Many women are in love with their abuser. This is difficult for friends and family members to grasp, but she remembers the good times and wants them to return. She hopes he’ll change back into the man she fell in love with. She may be willing to forgive his behavior if she thinks there is hope for peace.
Often he tells her that he will stop the abuse. She holds onto this hope. He tells her that he will change. He may have ‘beaten’ her down so much; she feels only he will love her.
She hates the abuse, but he isn’t always abusive. There are good periods in between the bad. Promises are made and broken.
This is called the cycle of violence. Each part of the cycle is equally controlling. This cycle repeats itself throughout the course of the relationship and is also part of why people stay in an abusive relationship for so long.
The three phases are as follows:
Tension Building--After a period of calm, the relationship starts to take on a different feel. Tensions increase.
The actual abuse--Emotional, physical, and/or financial abuse takes place.
Honeymoon--After a period of abuse, the abuser does what it takes to make sure the victim stays in the relationship. He gives her hope.

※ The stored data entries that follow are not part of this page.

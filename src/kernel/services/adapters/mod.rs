//! Service adapters: OS specific implementations (filesystem IO).

pub mod paths;
pub mod settings;
pub mod snapshot;

pub use paths::{ensure_log_dir, get_log_dir, get_settings_path, get_snapshot_path};
pub use settings::{ensure_settings_file, load_settings, load_settings_from};
pub use snapshot::{FileSnapshotStore, MemorySnapshotStore};
impl<'a> FinderPatternFinder<'a> {
    pub fn new(image: &'a BitMatrix, hints: &'a DecodeHints) -> Self {
        Self { image, possible_centers: Vec::new(), has_skipped: false, hints }
    }

    pub fn possible_centers(&self) -> &[FinderPattern] {
        &self.possible_centers
    }

    /// Scans rows for 1:1:3:1:1 runs, cross checking each hit, and returns the three
    /// best centres as [bottom left, top left, top right]
    pub fn find(&mut self) -> BarcodeResult<[FinderPattern; 3]> {
        let max_i = self.image.height();
        let max_j = self.image.width();

        let mut i_skip = (3 * max_i) / (4 * MAX_MODULES);
        if i_skip < MIN_SKIP || self.hints.try_harder {
            i_skip = MIN_SKIP;
        }

        let mut done = false;
        let mut state_count = [0usize; 5];
        let mut i = i_skip - 1;
        while i < max_i && !done {
            state_count.fill(0);
            let mut current_state = 0;
            let mut j = 0;
            while j < max_j {
                if self.image.get(j, i) {
                    // Black after white moves on to the next run
                    if current_state & 1 == 1 {
                        current_state += 1;
                    }
                    state_count[current_state] += 1;
                } else if current_state & 1 == 1 {
                    state_count[current_state] += 1;
                } else if current_state < 4 {
                    current_state += 1;
                    state_count[current_state] += 1;
                } else if found_pattern_cross(&state_count) {
                    if self.handle_possible_center(&state_count, i, j) {
                        // Every other line is enough once a centre is confirmed
                        i_skip = 2;
                        if self.has_skipped {
                            done = self.have_multiply_confirmed_centers();
                        } else {
                            let row_skip = self.find_row_skip();
                            if row_skip > state_count[2] {
                                // Jump towards the third centre, backing off by the size
                                // of this one and the skip about to be added
                                i = (i + row_skip).saturating_sub(state_count[2] + i_skip);
                                j = max_j - 1;
                            }
                        }
                        current_state = 0;
                        state_count.fill(0);
                    } else {
                        shift_counts_2(&mut state_count);
                        current_state = 3;
                    }
                } else {
                    shift_counts_2(&mut state_count);
                    current_state = 3;
                }
                j += 1;
            }

            if found_pattern_cross(&state_count)
                && self.handle_possible_center(&state_count, i, max_j)
            {
                i_skip = state_count[0];
                if self.has_skipped {
                    done = self.have_multiply_confirmed_centers();
                }
            }
            i += i_skip.max(1);
        }

        let best = self.select_best_patterns()?;
        debug!("Selected finder patterns {:?}", best.map(|p| p.point()));
        Ok(order_best_patterns(best))
    }

    fn handle_possible_center(&mut self, state_count: &[usize; 5], i: usize, j: usize) -> bool {
        let state_count_total = state_count.iter().sum::<usize>();
        let center_j = center_from_end(state_count, j);
        let Some(center_i) =
            self.cross_check_vertical(i, center_j as usize, state_count[2], state_count_total)
        else {
            return false;
        };
        let Some(center_j) = self.cross_check_horizontal(
            center_j as usize,
            center_i as usize,
            state_count[2],
            state_count_total,
        ) else {
            return false;
        };
        if !self.cross_check_diagonal(center_i as usize, center_j as usize) {
            return false;
        }

        let estimated_module_size = state_count_total as f32 / 7.0;
        match self
            .possible_centers
            .iter_mut()
            .find(|c| c.about_equals(estimated_module_size, center_i, center_j))
        {
            Some(center) => {
                *center = center.combine_estimate(center_i, center_j, estimated_module_size);
            }
            None => {
                let point = FinderPattern::new(center_j, center_i, estimated_module_size);
                trace!("Possible finder pattern at {}", point.point());
                self.hints.notify_point(point.point());
                self.possible_centers.push(point);
            }
        }
        true
    }

    /// Vertical scan through `center_j` from row `start_i`, returning the centre row
    fn cross_check_vertical(
        &self,
        start_i: usize,
        center_j: usize,
        max_count: usize,
        original_state_count_total: usize,
    ) -> Option<f32> {
        let max_i = self.image.height();
        let black = |i: usize| self.image.get(center_j, i);
        let mut state_count = [0usize; 5];

        // Up from the centre
        let mut i = start_i as isize;
        while i >= 0 && black(i as usize) {
            state_count[2] += 1;
            i -= 1;
        }
        if i < 0 {
            return None;
        }
        while i >= 0 && !black(i as usize) && state_count[1] <= max_count {
            state_count[1] += 1;
            i -= 1;
        }
        if i < 0 || state_count[1] > max_count {
            return None;
        }
        while i >= 0 && black(i as usize) && state_count[0] <= max_count {
            state_count[0] += 1;
            i -= 1;
        }
        if state_count[0] > max_count {
            return None;
        }

        // Down from the centre
        let mut i = start_i + 1;
        while i < max_i && black(i) {
            state_count[2] += 1;
            i += 1;
        }
        if i == max_i {
            return None;
        }
        while i < max_i && !black(i) && state_count[3] < max_count {
            state_count[3] += 1;
            i += 1;
        }
        if i == max_i || state_count[3] >= max_count {
            return None;
        }
        while i < max_i && black(i) && state_count[4] < max_count {
            state_count[4] += 1;
            i += 1;
        }
        if state_count[4] >= max_count {
            return None;
        }

        // More than 40% off the horizontal size is a false positive
        let total = state_count.iter().sum::<usize>();
        if 5 * total.abs_diff(original_state_count_total) >= 2 * original_state_count_total {
            return None;
        }
        found_pattern_cross(&state_count).then(|| center_from_end(&state_count, i))
    }

    /// Horizontal scan through row `center_i` from column `start_j`, returning the centre
    /// column
    fn cross_check_horizontal(
        &self,
        start_j: usize,
        center_i: usize,
        max_count: usize,
        original_state_count_total: usize,
    ) -> Option<f32> {
        let max_j = self.image.width();
        let black = |j: usize| self.image.get(j, center_i);
        let mut state_count = [0usize; 5];

        let mut j = start_j as isize;
        while j >= 0 && black(j as usize) {
            state_count[2] += 1;
            j -= 1;
        }
        if j < 0 {
            return None;
        }
        while j >= 0 && !black(j as usize) && state_count[1] <= max_count {
            state_count[1] += 1;
            j -= 1;
        }
        if j < 0 || state_count[1] > max_count {
            return None;
        }
        while j >= 0 && black(j as usize) && state_count[0] <= max_count {
            state_count[0] += 1;
            j -= 1;
        }
        if state_count[0] > max_count {
            return None;
        }

        let mut j = start_j + 1;
        while j < max_j && black(j) {
            state_count[2] += 1;
            j += 1;
        }
        if j == max_j {
            return None;
        }
        while j < max_j && !black(j) && state_count[3] < max_count {
            state_count[3] += 1;
            j += 1;
        }
        if j == max_j || state_count[3] >= max_count {
            return None;
        }
        while j < max_j && black(j) && state_count[4] < max_count {
            state_count[4] += 1;
            j += 1;
        }
        if state_count[4] >= max_count {
            return None;
        }

        // Stricter than vertically: 20% off the original size is a false positive
        let total = state_count.iter().sum::<usize>();
        if 5 * total.abs_diff(original_state_count_total) >= original_state_count_total {
            return None;
        }
        found_pattern_cross(&state_count).then(|| center_from_end(&state_count, j))
    }

    /// Scan along the diagonal from the top left to the bottom right through the centre
    fn cross_check_diagonal(&self, center_i: usize, center_j: usize) -> bool {
        let (max_i, max_j) = (self.image.height(), self.image.width());
        let mut state_count = [0usize; 5];

        // Up and left: centre, white ring, black border
        let black_up = |k: usize| self.image.get(center_j - k, center_i - k);
        let in_up = |k: usize| center_i >= k && center_j >= k;
        let mut k = 0;
        for (state, want_black) in [(2, true), (1, false), (0, true)] {
            while in_up(k) && black_up(k) == want_black {
                state_count[state] += 1;
                k += 1;
            }
            if state_count[state] == 0 {
                return false;
            }
        }

        // Down and right
        let black_down = |k: usize| self.image.get(center_j + k, center_i + k);
        let in_down = |k: usize| center_i + k < max_i && center_j + k < max_j;
        let mut k = 1;
        for (state, want_black) in [(2, true), (3, false), (4, true)] {
            while in_down(k) && black_down(k) == want_black {
                state_count[state] += 1;
                k += 1;
            }
            if state != 2 && state_count[state] == 0 {
                return false;
            }
        }

        found_pattern_diagonal(&state_count)
    }

    // Once two centres are confirmed, rows can be skipped down to where the third could
    // start
    fn find_row_skip(&mut self) -> usize {
        if self.possible_centers.len() <= 1 {
            return 0;
        }
        let mut confirmed = self.possible_centers.iter().filter(|c| c.count >= CENTER_QUORUM);
        let (Some(first), Some(second)) = (confirmed.next(), confirmed.next()) else {
            return 0;
        };
        self.has_skipped = true;
        let skip = ((first.x - second.x).abs() - (first.y - second.y).abs()) / 2.0;
        skip.max(0.0) as usize
    }

    // At least three confirmed centres whose module sizes deviate by at most 5% in total
    fn have_multiply_confirmed_centers(&self) -> bool {
        let confirmed = self.possible_centers.iter().filter(|c| c.count >= CENTER_QUORUM);
        let confirmed_count = confirmed.clone().count();
        let total_module_size = confirmed.map(|c| c.estimated_module_size).sum::<f32>();
        if confirmed_count < 3 {
            return false;
        }

        let average = total_module_size / self.possible_centers.len() as f32;
        let total_deviation = self
            .possible_centers
            .iter()
            .map(|c| (c.estimated_module_size - average).abs())
            .sum::<f32>();
        total_deviation <= 0.05 * total_module_size
    }

    /// Picks the three centres of similar module size that form the most isosceles right
    /// triangle
    fn select_best_patterns(&mut self) -> BarcodeResult<[FinderPattern; 3]> {
        let size = self.possible_centers.len();
        if size < 3 {
            return Err(BarcodeError::NotFound);
        }
        self.possible_centers
            .sort_by(|a, b| a.estimated_module_size.total_cmp(&b.estimated_module_size));

        let centers = &self.possible_centers;
        let mut distortion = f64::MAX;
        let mut best = None;
        for i in 0..size - 2 {
            let fpi = centers[i];
            let min_module_size = fpi.estimated_module_size;
            for j in i + 1..size - 1 {
                let fpj = centers[j];
                let squares0 = squared_distance(&fpi, &fpj);
                for &fpk in &centers[j + 1..] {
                    if fpk.estimated_module_size > min_module_size * 1.4 {
                        continue;
                    }
                    let mut sides =
                        [squares0, squared_distance(&fpj, &fpk), squared_distance(&fpi, &fpk)];
                    sides.sort_by(f64::total_cmp);
                    let [a, b, c] = sides;
                    // Zero for an isosceles right triangle, c^2 = 2a^2 = 2b^2
                    let d = (c - 2.0 * b).abs() + (c - 2.0 * a).abs();
                    if d < distortion {
                        distortion = d;
                        best = Some([fpi, fpj, fpk]);
                    }
                }
            }
        }
        best.ok_or(BarcodeError::NotFound)
    }
}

The time frame of the cycle can be from just a short amount of time (a few hours) to a long time (over a year), depending on the relationship.
How do we help a woman when love is blinding her? We need to build back up her self-esteem; teach her self-respect. Guide her to an organization where she can become educated. Let her know that it’s okay if she still loves him, but it’s not okay that he abuses her.
Remember, if we can help just one woman, we’ve done our job.
Please note: If you are in an abusive relationship, please reach out to your local domestic violence organization or call the National Domestic Violence Hotline at 800-799-7233.
Men are victims of domestic violence, too. For this series I am focusing on women and why they stay as long as they do.